Description:  

Organizations determine the content and frequency of security training based on the assigned duties, roles, and responsibilities of individuals and the security requirements of organizations and the systems to which personnel have authorized access. In addition, organizations provide system developers, enterprise architects, security architects, acquisition/procurement officials, software developers, system developers, systems integrators, system/network administrators, personnel conducting configuration management and auditing activities, personnel performing independent verification and validation, security assessors, and other personnel having access to system-level software, security-related technical training specifically tailored for their assigned duties.  Comprehensive role-based training addresses management, operational, and technical roles and responsibilities covering physical, personnel, and technical controls. Such training can include policies, procedures, tools, and artifacts for the security roles defined. Organizations also provide the training necessary for individuals to carry out their responsibilities related to operations and supply chain security within the context of organizational information security programs.  [SP 800-181] provides guidance on role-based information security training in the workplace. [SP 800-161] provides guidance on supply chain risk management. 


Priority: High  


Category: Security Awareness Training 


Services Associated with AWS:  

  • AWS Identity and Access Management (IAM), AWS Security Hub, AWS Security Training and Certification


Objective Evidence:  

  • Administrative: documented policies, standards & procedures
  • Administrative: supporting documentation of professional competence by individual(s) performing log reviews
  • Administrative: supporting documentation of role-based security training being performed 


Possible Technology Considerations :

  • Learning Management System (LMS)
  • Human Resource Management System (HRMS) 


What needs to be answered : 

Do employees receive security and policy training specific to their role? Does the training cover physical security as well as how to deal with potentially suspicious email or web communications? 


  • Implement Role-Based Information Security Training
    Description This check ensures that personnel receive role-based information security training tailored to their assigned duties and responsibilities.
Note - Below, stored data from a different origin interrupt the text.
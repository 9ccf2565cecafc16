//! The reference schema used across the conformance tests.
//!
//! This schema exercises every corner of the type system: all eleven
//! primitives, bitfields on 2- and 4-byte container words, enums on both
//! sides of the one-byte/two-byte width boundary, and arrays nested three
//! deep. Expected UIDs and packed sizes for these declarations are pinned
//! in the test suites.

use std::fmt::Write;

/// Build the reference schema YAML.
///
/// The enum value lists are generated (`Value0` … `ValueN`) to hit the
/// width ladder exactly: `Enum1Bytes` has 127 values (the largest one-byte
/// enum), `Enum2Bytes` has 128 (the smallest two-byte one).
#[must_use]
pub fn reference_schema() -> String {
    let mut schema = String::new();

    schema.push_str(concat!(
        "Bitfield2Bytes:\n",
        "  type: Bitfield\n",
        "  fields:\n",
        "    - field0: 3\n",
        "    - field1: 5\n",
        "    - field2: 8\n",
        "\n",
        "Bitfield4Bytes:\n",
        "  type: Bitfield\n",
        "  fields:\n",
        "    - field0: 3\n",
        "    - field1: 5\n",
        "    - field2: 9\n",
        "\n",
    ));

    for (name, count) in [("Enum1Bytes", 127), ("Enum2Bytes", 128)] {
        let _ = writeln!(schema, "{name}:");
        schema.push_str("  type: Enum\n  values:\n");
        for i in 0..count {
            let _ = writeln!(schema, "    - Value{i}:");
        }
        schema.push('\n');
    }

    schema.push_str(concat!(
        "ArrayElem:\n",
        "  type: Struct\n",
        "  fields:\n",
        "    - field0: bool\n",
        "    - field1: uint16\n",
        "\n",
        "Bitfield2BytesTest:\n",
        "  type: Message\n",
        "  fields:\n",
        "    - bitfield: Bitfield2Bytes\n",
        "\n",
        "Bitfield4BytesTest:\n",
        "  type: Message\n",
        "  fields:\n",
        "    - bitfield: Bitfield4Bytes\n",
        "\n",
        "Enum1BytesTest:\n",
        "  type: Message\n",
        "  fields:\n",
        "    - enumeration: Enum1Bytes\n",
        "\n",
        "Enum2BytesTest:\n",
        "  type: Message\n",
        "  fields:\n",
        "    - enumeration: Enum2Bytes\n",
        "\n",
        "PrimitiveTest:\n",
        "  type: Message\n",
        "  fields:\n",
        "    - uint8: uint8\n",
        "    - uint16: uint16\n",
        "    - uint32: uint32\n",
        "    - uint64: uint64\n",
        "    - int8: int8\n",
        "    - int16: int16\n",
        "    - int32: int32\n",
        "    - int64: int64\n",
        "    - boolean: bool\n",
        "    - float_type: float\n",
        "    - double_type: double\n",
        "\n",
        "ArrayTest:\n",
        "  type: Message\n",
        "  fields:\n",
        "    - array_1d: [ArrayElem, 3]\n",
        "    - array_2d: [[ArrayElem, 3], 2]\n",
        "    - array_3d: [[[ArrayElem, 3], 2], 1]\n",
    ));

    schema
}

#[cfg(test)]
mod tests {
    use satchel_schema::DescriptorBuilder;

    use super::*;

    #[test]
    fn reference_schema_parses() {
        let types = DescriptorBuilder::from_str(&reference_schema())
            .expect("reference schema should parse");
        assert_eq!(types.messages().len(), 6);
    }
}
pub mod execution;
pub mod migration;
pub mod program;
pub mod relationship;
pub mod world_schema;

pub use execution::{ExecutionStateStore, StateGuard};
pub use migration::MigrationStats;
pub use program::ProgramStore;
pub use relationship::RelationshipStore;
pub use world_schema::WorldSchemaStore;
//! Tokenizer and recursive-descent parser for condition expressions.
//!
//! Grammar (precedence low to high):
//!
//! ```text
//! expr       := or
//! or         := and ( '||' and )*
//! and        := unary ( '&&' unary )*
//! unary      := '!' unary | '(' expr ')' | comparison
//! comparison := operand ( cmp_op operand )?
//! operand    := number | string | 'true' | 'false'
//!             | 'tier' '(' ident ')' | 'flags' '.' ident
//!             | 'time_of_day' | 'intimacy' | 'input' | ident
//! cmp_op     := '==' | '!=' | '>=' | '<=' | '>' | '<'
//! ```

use crate::error::DomainError;

use super::{CmpOp, Expr, Operand};

#[derive(Debug, Clone, PartialEq)]
enum Token {
    Ident(String),
    Number(f64),
    Text(String),
    AndAnd,
    OrOr,
    Bang,
    LParen,
    RParen,
    Dot,
    Cmp(CmpOp),
}

fn tokenize(source: &str) -> Result<Vec<Token>, DomainError> {
    let mut tokens = Vec::new();
    let chars: Vec<char> = source.chars().collect();
    let mut i = 0;

    while i < chars.len() {
        let c = chars[i];
        match c {
            ' ' | '\t' | '\n' | '\r' => i += 1,
            '(' => {
                tokens.push(Token::LParen);
                i += 1;
            }
            ')' => {
                tokens.push(Token::RParen);
                i += 1;
            }
            '.' => {
                tokens.push(Token::Dot);
                i += 1;
            }
            '&' => {
                if chars.get(i + 1) == Some(&'&') {
                    tokens.push(Token::AndAnd);
                    i += 2;
                } else {
                    return Err(DomainError::parse("expected '&&'"));
                }
            }
            '|' => {
                if chars.get(i + 1) == Some(&'|') {
                    tokens.push(Token::OrOr);
                    i += 2;
                } else {
                    return Err(DomainError::parse("expected '||'"));
                }
            }
            '=' => {
                if chars.get(i + 1) == Some(&'=') {
                    tokens.push(Token::Cmp(CmpOp::Eq));
                    i += 2;
                } else {
                    return Err(DomainError::parse("expected '==' (assignment is not allowed)"));
                }
            }
            '!' => {
                if chars.get(i + 1) == Some(&'=') {
                    tokens.push(Token::Cmp(CmpOp::Ne));
                    i += 2;
                } else {
                    tokens.push(Token::Bang);
                    i += 1;
                }
            }
            '>' => {
                if chars.get(i + 1) == Some(&'=') {
                    tokens.push(Token::Cmp(CmpOp::Ge));
                    i += 2;
                } else {
                    tokens.push(Token::Cmp(CmpOp::Gt));
                    i += 1;
                }
            }
            '<' => {
                if chars.get(i + 1) == Some(&'=') {
                    tokens.push(Token::Cmp(CmpOp::Le));
                    i += 2;
                } else {
                    tokens.push(Token::Cmp(CmpOp::Lt));
                    i += 1;
                }
            }
            '\'' | '"' => {
                let quote = c;
                let start = i + 1;
                let mut end = start;
                while end < chars.len() && chars[end] != quote {
                    end += 1;
                }
                if end >= chars.len() {
                    return Err(DomainError::parse("unterminated string literal"));
                }
                tokens.push(Token::Text(chars[start..end].iter().collect()));
                i = end + 1;
            }
            '-' | '0'..='9' => {
                let start = i;
                i += 1;
                while i < chars.len() && (chars[i].is_ascii_digit() || chars[i] == '.') {
                    i += 1;
                }
                let text: String = chars[start..i].iter().collect();
                let value = text
                    .parse::<f64>()
                    .map_err(|_| DomainError::parse(format!("invalid number '{}'", text)))?;
                tokens.push(Token::Number(value));
            }
            c if c.is_ascii_alphabetic() || c == '_' => {
                let start = i;
                while i < chars.len() && (chars[i].is_ascii_alphanumeric() || chars[i] == '_') {
                    i += 1;
                }
                tokens.push(Token::Ident(chars[start..i].iter().collect()));
            }
            other => {
                return Err(DomainError::parse(format!("unexpected character '{}'", other)));
            }
        }
    }

    Ok(tokens)
}

struct Parser {
    tokens: Vec<Token>,
    pos: usize,
}

impl Parser {
    fn peek(&self) -> Option<&Token> {
        self.tokens.get(self.pos)
    }

    fn next(&mut self) -> Option<Token> {
        let token = self.tokens.get(self.pos).cloned();
        if token.is_some() {
            self.pos += 1;
        }
        token
    }

    fn expect(&mut self, expected: Token, context: &str) -> Result<(), DomainError> {
        match self.next() {
            Some(token) if token == expected => Ok(()),
            other => Err(DomainError::parse(format!(
                "expected {:?} {} but found {:?}",
                expected, context, other
            ))),
        }
    }

    fn parse_expr(&mut self) -> Result<Expr, DomainError> {
        self.parse_or()
    }

    fn parse_or(&mut self) -> Result<Expr, DomainError> {
        let mut lhs = self.parse_and()?;
        while self.peek() == Some(&Token::OrOr) {
            self.next();
            let rhs = self.parse_and()?;
            lhs = Expr::Or(Box::new(lhs), Box::new(rhs));
        }
        Ok(lhs)
    }

    fn parse_and(&mut self) -> Result<Expr, DomainError> {
        let mut lhs = self.parse_unary()?;
        while self.peek() == Some(&Token::AndAnd) {
            self.next();
            let rhs = self.parse_unary()?;
            lhs = Expr::And(Box::new(lhs), Box::new(rhs));
        }
        Ok(lhs)
    }

    fn parse_unary(&mut self) -> Result<Expr, DomainError> {
        match self.peek() {
            Some(Token::Bang) => {
                self.next();
                Ok(Expr::Not(Box::new(self.parse_unary()?)))
            }
            Some(Token::LParen) => {
                self.next();
                let inner = self.parse_expr()?;
                self.expect(Token::RParen, "to close group")?;
                Ok(inner)
            }
            _ => self.parse_comparison(),
        }
    }

    fn parse_comparison(&mut self) -> Result<Expr, DomainError> {
        let lhs = self.parse_operand()?;
        if let Some(Token::Cmp(op)) = self.peek().cloned() {
            self.next();
            let rhs = self.parse_operand()?;
            Ok(Expr::Compare { lhs, op, rhs })
        } else {
            Ok(Expr::Test(lhs))
        }
    }

    fn parse_operand(&mut self) -> Result<Operand, DomainError> {
        match self.next() {
            Some(Token::Number(n)) => Ok(Operand::Number(n)),
            Some(Token::Text(s)) => Ok(Operand::Literal(s)),
            Some(Token::Ident(name)) => match name.as_str() {
                "true" => Ok(Operand::Bool(true)),
                "false" => Ok(Operand::Bool(false)),
                "time_of_day" => Ok(Operand::TimeOfDay),
                "intimacy" => Ok(Operand::Intimacy),
                "input" => Ok(Operand::PlayerInput),
                "tier" => {
                    self.expect(Token::LParen, "after 'tier'")?;
                    let metric = match self.next() {
                        Some(Token::Ident(metric)) => metric,
                        other => {
                            return Err(DomainError::parse(format!(
                                "expected metric name inside tier(...) but found {:?}",
                                other
                            )))
                        }
                    };
                    self.expect(Token::RParen, "to close tier(...)")?;
                    Ok(Operand::Tier(metric))
                }
                "flags" => {
                    self.expect(Token::Dot, "after 'flags'")?;
                    match self.next() {
                        Some(Token::Ident(flag)) => Ok(Operand::Flag(flag)),
                        other => Err(DomainError::parse(format!(
                            "expected flag name after 'flags.' but found {:?}",
                            other
                        ))),
                    }
                }
                _ => Ok(Operand::Metric(name)),
            },
            other => Err(DomainError::parse(format!(
                "expected an operand but found {:?}",
                other
            ))),
        }
    }
}

/// Parse a condition source string into its AST.
pub fn parse(source: &str) -> Result<Expr, DomainError> {
    let tokens = tokenize(source)?;
    if tokens.is_empty() {
        return Err(DomainError::parse("empty expression"));
    }
    let mut parser = Parser { tokens, pos: 0 };
    let expr = parser.parse_expr()?;
    if parser.pos != parser.tokens.len() {
        return Err(DomainError::parse(format!(
            "trailing tokens after expression: {:?}",
            &parser.tokens[parser.pos..]
        )));
    }
    Ok(expr)
}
The training covers management, operational, and technical roles and responsibilities, including physical, personnel, and technical controls. The content of the training includes policies, procedures, tools, and artifacts relevant to the specific security roles defined.
  • Provide Technical Training for Security-Related Roles
    Description This check verifies that individuals in security-related roles, such as system developers, security architects, system administrators, and security assessors, receive technical training specific to their assigned duties. The technical training equips them with the necessary knowledge and skills to carry out their responsibilities effectively.
  • Include Operations and Supply Chain Security Training
    Description This check ensures that personnel receive training related to operations and supply chain security within the context of the organizational information security program. The training covers the responsibilities and best practices for ensuring security throughout operational activities and the supply chain.


More Details:  

Employee training programs in place for handling sensitive information including CUI as well as general cybersecurity awareness training.